> **Instructions for the task**
Retrieve each line that contains the word "document" from the entries below.

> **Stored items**
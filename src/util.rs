use flexi_logger::{FlexiLoggerError, Logger, LoggerHandle};
use simple_error::SimpleError;
use std::error::Error;

/// Logs to stdout; `RUST_LOG` overrides `spec`.
pub fn init_log(spec: &str) -> Result<LoggerHandle, FlexiLoggerError> {
    Logger::try_with_env_or_str(spec)?.log_to_stdout().start()
}

pub fn to_simple<E: Error>(e: E) -> SimpleError {
    SimpleError::new(e.to_string())
}

/// Drops characters that are illegal in file names on common filesystems.
pub fn sanitize_filename(name: &str) -> String {
    const ILLEGAL_CHARS: &[char] = &['<', '>', ':', '"', '/', '\\', '|', '?', '*'];
    let cleaned: String = name
        .chars()
        .filter(|c| !ILLEGAL_CHARS.contains(c) && !c.is_control())
        .collect();
    let cleaned = cleaned.trim().trim_end_matches('.').trim_end();
    match cleaned {
        "" => "untitled".to_string(),
        s => s.to_string(),
    }
}
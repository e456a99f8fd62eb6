use crate::error::{Error, Result};
use std::io::Read;
use std::time::Duration;

pub trait Fetcher {
    /// GET `url` and return the whole body; non-2xx statuses are errors.
    fn fetch(&self, url: &str) -> Result<Vec<u8>>;
}

pub struct Client {
    agent: ureq::Agent,
}

impl Client {
    pub fn new(timeout: Duration, user_agent: &str) -> Self {
        let agent = ureq::AgentBuilder::new()
            .timeout(timeout)
            .user_agent(user_agent)
            .build();
        Client { agent }
    }
}

impl Fetcher for Client {
    fn fetch(&self, url: &str) -> Result<Vec<u8>> {
        log::debug!("GET {}", url);
        let resp = self.agent.get(url).call().map_err(|e| Error::network(url, e))?;

        let mut body = Vec::new();
        resp.into_reader()
            .read_to_end(&mut body)
            .map_err(|source| Error::Body {
                url: url.to_string(),
                source,
            })?;
        log::debug!("{} bytes from {}", body.len(), url);
        Ok(body)
    }
}
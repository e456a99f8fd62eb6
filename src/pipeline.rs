use crate::aggregate::{aggregate, MARKER};
use crate::client::Fetcher;
use crate::config::Config;
use crate::converter::html_to_text;
use crate::downloader::{write_file, Download, Downloader};
use crate::entity::{date_key, parse_date, Episode, TranscriptFormat};
use crate::error::{Error, Result};
use crate::journal::{Journal, LOG_FILE};
use crate::parser::Feed;
use crate::util::sanitize_filename;
use log::{debug, info, warn};
use std::collections::HashSet;
use std::fs;
use std::path::{Path, PathBuf};

/// What happened to one feed item.
#[derive(Debug, Clone, PartialEq)]
pub enum Outcome {
    Saved(String),
    /// HTML fetched and converted; holds the `.txt` file name.
    Converted(String),
    Exists,
    NoTranscript,
    Failed(String),
}

#[derive(Debug, Default, PartialEq)]
pub struct Summary {
    pub output_dir: PathBuf,
    pub saved: usize,
    pub skipped: usize,
    pub failed: usize,
    /// The feed broke off mid-document; items after the break were not seen.
    pub truncated: bool,
    pub aggregate: Option<PathBuf>,
}

impl Summary {
    fn count(&mut self, outcome: &Outcome) {
        match outcome {
            Outcome::Saved(_) | Outcome::Converted(_) => self.saved += 1,
            Outcome::Exists | Outcome::NoTranscript => self.skipped += 1,
            Outcome::Failed(_) => self.failed += 1,
        }
    }
}

struct Harvester<'a, F: Fetcher> {
    downloader: Downloader<'a, F>,
    dir: &'a Path,
    date_prefix: bool,
    /// Lowercased stems handed out so far in this run.
    claimed: HashSet<String>,
}

/// Keeps episode files clear of the journal and aggregate names.
fn unreserved(stem: String) -> String {
    if stem.contains(MARKER) {
        return stem.replace(MARKER, "All Transcripts");
    }
    if LOG_FILE.eq_ignore_ascii_case(&format!("{}.txt", stem)) {
        return format!("{}_episode", stem);
    }
    stem
}

impl<'a, F: Fetcher> Harvester<'a, F> {
    /// Feed order decides which of several same-titled episodes gets the
    /// bare name, so reruns map every episode to the same file again.
    fn file_stem(&mut self, ep: &Episode) -> String {
        let title = sanitize_filename(&ep.title);
        let base = unreserved(if self.date_prefix {
            format!("{}_{}", ep.date_key(), title)
        } else {
            title
        });

        let mut stem = base.clone();
        let mut n = 1;
        while !self.claimed.insert(stem.to_lowercase()) {
            n += 1;
            stem = format!("{} ({})", base, n);
        }
        if n > 1 {
            warn!(
                "{} shares its file name with an earlier episode, saving as {}",
                ep.title, stem
            );
        }
        stem
    }

    fn save(&mut self, ep: &Episode) -> Result<Outcome> {
        let stem = self.file_stem(ep);
        let name = format!("{}.{}", stem, ep.format.extension());
        let path = self.dir.join(&name);

        if ep.format != TranscriptFormat::Html {
            return Ok(match self.downloader.download(&path, &ep.url)? {
                Download::Skipped => Outcome::Exists,
                Download::Fetched(_) => Outcome::Saved(name),
            });
        }

        // html counts as done once its text rendering exists
        let txt_name = format!("{}.txt", stem);
        let txt_path = self.dir.join(&txt_name);
        if txt_path.exists() {
            debug!("exists, skipping {}", txt_path.display());
            return Ok(Outcome::Exists);
        }
        let html = match self.downloader.download(&path, &ep.url)? {
            Download::Fetched(body) => body,
            Download::Skipped => fs::read(&path).map_err(|e| Error::fs(&path, e))?,
        };
        write_file(&txt_path, html_to_text(&html).as_bytes())?;
        Ok(Outcome::Converted(txt_name))
    }
}

/// Fetches `feed_url` and downloads every transcript it links into
/// `<output>/<podcast title>/`. Only a feed that cannot be fetched, or
/// whose channel header cannot be read, is an error. A document that breaks
/// off later stops the loop and sets `truncated`; per-episode failures end
/// up in the summary.
pub fn run<F: Fetcher>(fetcher: &F, feed_url: &str, config: &Config) -> Result<Summary> {
    info!("Parsing feed: {}", feed_url);
    let body = fetcher.fetch(feed_url)?;
    let (podcast, items) = Feed::parse(body.as_slice())?.into_parts();

    let dir = config.output.join(sanitize_filename(&podcast.title));
    fs::create_dir_all(&dir).map_err(|e| Error::fs(&dir, e))?;
    info!("Podcast Title: {}", podcast.title);
    info!("Saving to: {}", dir.display());

    let mut journal = Journal::open(&dir)?;
    let mut harvester = Harvester {
        downloader: Downloader::new(fetcher),
        dir: &dir,
        date_prefix: config.date_prefix,
        claimed: HashSet::new(),
    };
    let mut summary = Summary {
        output_dir: dir.clone(),
        ..Default::default()
    };

    for item in items {
        let item = match item {
            Ok(item) => item,
            Err(e) => {
                warn!("Malformed feed data detected, no further episodes read: {}", e);
                summary.truncated = true;
                break;
            }
        };
        let title = item.display_title();
        let outcome = match Episode::from_item(&item) {
            None => {
                debug!("No transcript found for: {}", title);
                Outcome::NoTranscript
            }
            Some(ep) => {
                info!("Downloading transcript for: {}", title);
                harvester.save(&ep).unwrap_or_else(|e| {
                    warn!("Failed to download {}: {}", title, e);
                    Outcome::Failed(e.to_string())
                })
            }
        };
        match &outcome {
            Outcome::Saved(file) | Outcome::Converted(file) => info!("  saved {}", file),
            Outcome::Exists => debug!("Exists: {}", title),
            _ => {}
        }
        summary.count(&outcome);

        let date = date_key(item.pub_date.as_deref().and_then(parse_date).as_ref());
        if let Err(e) = journal.record(&title, &date, &outcome) {
            warn!("journal: {}", e);
        }
    }

    info!(
        "Done. Success: {}, Skipped: {}, Failed: {}",
        summary.saved, summary.skipped, summary.failed
    );

    if config.aggregate {
        summary.aggregate = aggregate(&dir, &podcast.title).unwrap_or_else(|e| {
            warn!("aggregation failed: {}", e);
            None
        });
    }
    Ok(summary)
}

#[cfg(test)]
mod tests {
    use super::*;
    use crate::client::tests::MemFetcher;
    use crate::journal::{LOG_FILE, SKIPPED_FILE};
    use crate::parser::tests::FEED;
    use tempfile::TempDir;

    const FEED_URL: &str = "https://example.com/feed.xml";

    fn config(dir: &TempDir) -> Config {
        Config {
            output: dir.path().to_path_buf(),
            ..Default::default()
        }
    }

    fn fetcher() -> MemFetcher {
        MemFetcher::default()
            .with(FEED_URL, FEED)
            .with("https://example.com/1.html", "<html><body><p>Hello <i>there</i></p></body></html>")
            .with("https://example.com/2.srt", "1\n00:00:00,000 --> 00:00:01,000\nHi\n")
            .with("https://example.com/4.json", "{\"segments\":[]}")
    }

    fn files(dir: &Path) -> Vec<String> {
        let mut names = fs::read_dir(dir)
            .unwrap()
            .map(|e| e.unwrap().file_name().to_string_lossy().into_owned())
            .collect::<Vec<String>>();
        names.sort();
        names
    }

    #[test]
    fn downloads_and_converts() {
        let out = TempDir::new().expect("tempdir");
        let f = fetcher();
        let summary = run(&f, FEED_URL, &config(&out)).expect("run");

        let show = out.path().join("Tech & Talk");
        assert_eq!(summary.output_dir, show);
        assert_eq!((summary.saved, summary.skipped, summary.failed), (3, 1, 0));
        assert_eq!(
            files(&show),
            vec![
                "Episode_3.json",
                "First Hello.html",
                "First Hello.txt",
                "Second Episode.srt",
                "Tech & Talk_All_Transcripts.txt",
                LOG_FILE,
                SKIPPED_FILE,
            ]
        );
        assert_eq!(fs::read_to_string(show.join("First Hello.txt")).unwrap(), "Hello there");
        assert!(fs::read_to_string(show.join("Second Episode.srt")).unwrap().contains("Hi"));
        assert_eq!(summary.aggregate, Some(show.join("Tech & Talk_All_Transcripts.txt")));
    }

    #[test]
    fn rerun_fetches_only_the_feed() {
        let out = TempDir::new().expect("tempdir");
        let f = fetcher();
        run(&f, FEED_URL, &config(&out)).expect("first run");
        assert_eq!(f.count(), 4);

        let second = run(&f, FEED_URL, &config(&out)).expect("second run");
        assert_eq!(f.count(), 5);
        assert_eq!(f.requests.borrow().last().map(String::as_str), Some(FEED_URL));
        assert_eq!((second.saved, second.skipped, second.failed), (0, 4, 0));
    }

    #[test]
    fn failed_episode_does_not_stop_the_run() {
        let out = TempDir::new().expect("tempdir");
        let f = MemFetcher::default()
            .with(FEED_URL, FEED)
            .with("https://example.com/4.json", "{}");
        let summary = run(&f, FEED_URL, &config(&out)).expect("run");
        assert_eq!((summary.saved, summary.skipped, summary.failed), (1, 1, 2));

        let show = out.path().join("Tech & Talk");
        assert!(show.join("Episode_3.json").exists());
        assert!(!show.join("First Hello.txt").exists());
        let csv = fs::read_to_string(show.join(SKIPPED_FILE)).unwrap();
        assert_eq!(csv.matches("Download Error").count(), 2);
    }

    #[test]
    fn no_transcripts_writes_no_transcripts() {
        let out = TempDir::new().expect("tempdir");
        let xml = "<rss><channel><title>Quiet</title><item><title>a</title></item></channel></rss>";
        let f = MemFetcher::default().with(FEED_URL, xml);
        let summary = run(&f, FEED_URL, &config(&out)).expect("run");

        assert_eq!((summary.saved, summary.skipped, summary.failed), (0, 1, 0));
        assert_eq!(summary.aggregate, None);
        assert_eq!(files(&out.path().join("Quiet")), vec![LOG_FILE, SKIPPED_FILE]);
        assert_eq!(f.count(), 1);
    }

    #[test]
    fn date_prefix() {
        let out = TempDir::new().expect("tempdir");
        let cfg = Config {
            date_prefix: true,
            aggregate: false,
            ..config(&out)
        };
        run(&fetcher(), FEED_URL, &cfg).expect("run");
        let show = out.path().join("Tech & Talk");
        assert!(show.join("2024-01-01_First Hello.txt").exists());
        assert!(show.join("0000-00-00_Second Episode.srt").exists());
        assert!(!show.join("Tech & Talk_All_Transcripts.txt").exists());
    }

    #[test]
    fn html_left_from_earlier_run_is_converted_offline() {
        let out = TempDir::new().expect("tempdir");
        let show = out.path().join("Tech & Talk");
        fs::create_dir_all(&show).unwrap();
        fs::write(show.join("First Hello.html"), "<p>cached</p>").unwrap();

        let f = MemFetcher::default().with(FEED_URL, FEED);
        run(&f, FEED_URL, &config(&out)).expect("run");
        assert_eq!(fs::read_to_string(show.join("First Hello.txt")).unwrap(), "cached");
        assert!(!f.requests.borrow().iter().any(|u| u.ends_with("1.html")));
    }

    #[test]
    fn unreachable_feed_is_fatal() {
        let out = TempDir::new().expect("tempdir");
        let err = run(&MemFetcher::default(), FEED_URL, &config(&out)).unwrap_err();
        assert!(err.is_network());
        assert!(fs::read_dir(out.path()).unwrap().next().is_none());
    }

    #[test]
    fn not_a_feed_is_fatal() {
        let out = TempDir::new().expect("tempdir");
        let f = MemFetcher::default().with(FEED_URL, "<html><body>moved</body></html>");
        assert!(matches!(run(&f, FEED_URL, &config(&out)), Err(Error::MissingTitle)));
    }

    #[test]
    fn raw_html_in_description_is_tolerated() {
        let out = TempDir::new().expect("tempdir");
        let xml = "<rss><channel><title>Loose</title>\
            <item><title>One</title><description>Hi<br>there</description>\
            <podcast:transcript url=\"https://example.com/1.vtt\" type=\"text/vtt\"/></item>\
            </channel></rss>";
        let f = MemFetcher::default()
            .with(FEED_URL, xml)
            .with("https://example.com/1.vtt", "WEBVTT\n");
        let summary = run(&f, FEED_URL, &config(&out)).expect("run");

        assert_eq!((summary.saved, summary.skipped, summary.failed), (1, 0, 0));
        assert!(!summary.truncated);
        assert!(out.path().join("Loose").join("One.vtt").exists());
    }

    #[test]
    fn feed_breaking_off_keeps_earlier_episodes() {
        let out = TempDir::new().expect("tempdir");
        let xml = "<rss><channel><title>Cut</title>\
            <item><title>One</title>\
            <podcast:transcript url=\"https://example.com/1.txt\" type=\"text/plain\"/></item>\
            <item><title>Two</title><!-- cut here";
        let f = MemFetcher::default()
            .with(FEED_URL, xml)
            .with("https://example.com/1.txt", "hello");
        let summary = run(&f, FEED_URL, &config(&out)).expect("run");

        assert!(summary.truncated);
        assert_eq!(summary.saved, 1);
        assert_eq!(summary.aggregate, Some(out.path().join("Cut").join("Cut_All_Transcripts.txt")));
    }

    #[test]
    fn same_title_gets_numbered_name() {
        let out = TempDir::new().expect("tempdir");
        let xml = "<rss><channel><title>Dup</title>\
            <item><title>Q&amp;A</title><podcast:transcript url=\"https://example.com/a.vtt\" type=\"text/vtt\"/></item>\
            <item><title>q&amp;a</title><podcast:transcript url=\"https://example.com/b.vtt\" type=\"text/vtt\"/></item>\
            </channel></rss>";
        let f = MemFetcher::default()
            .with(FEED_URL, xml)
            .with("https://example.com/a.vtt", "A")
            .with("https://example.com/b.vtt", "B");

        let first = run(&f, FEED_URL, &config(&out)).expect("first run");
        assert_eq!((first.saved, first.skipped), (2, 0));
        assert_eq!(f.count(), 3);
        let show = out.path().join("Dup");
        assert_eq!(fs::read_to_string(show.join("Q&A.vtt")).unwrap(), "A");
        assert_eq!(fs::read_to_string(show.join("q&a (2).vtt")).unwrap(), "B");

        let second = run(&f, FEED_URL, &config(&out)).expect("second run");
        assert_eq!((second.saved, second.skipped), (0, 2));
        assert_eq!(f.count(), 4);
    }

    #[test]
    fn journal_names_are_not_episode_names() {
        let out = TempDir::new().expect("tempdir");
        let xml = "<rss><channel><title>Meta</title>\
            <item><title>download_log</title><podcast:transcript url=\"https://example.com/1.txt\"/></item>\
            <item><title>Meta_All_Transcripts</title><podcast:transcript url=\"https://example.com/2.txt\"/></item>\
            </channel></rss>";
        let f = MemFetcher::default()
            .with(FEED_URL, xml)
            .with("https://example.com/1.txt", "one")
            .with("https://example.com/2.txt", "two");
        let summary = run(&f, FEED_URL, &config(&out)).expect("run");

        assert_eq!((summary.saved, summary.skipped), (2, 0));
        let show = out.path().join("Meta");
        assert_eq!(fs::read_to_string(show.join("download_log_episode.txt")).unwrap(), "one");
        assert_eq!(fs::read_to_string(show.join("Meta_All Transcripts.txt")).unwrap(), "two");
        let combined = fs::read_to_string(show.join("Meta_All_Transcripts.txt")).unwrap();
        assert!(combined.contains("EPISODE: download_log_episode.txt"));
        assert!(combined.contains("EPISODE: Meta_All Transcripts.txt"));
    }
}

> **Reply to the exercise**
    /// The feed broke off mid-document; items after the break were not seen.
/// whose channel header cannot be read, is an error. A document that breaks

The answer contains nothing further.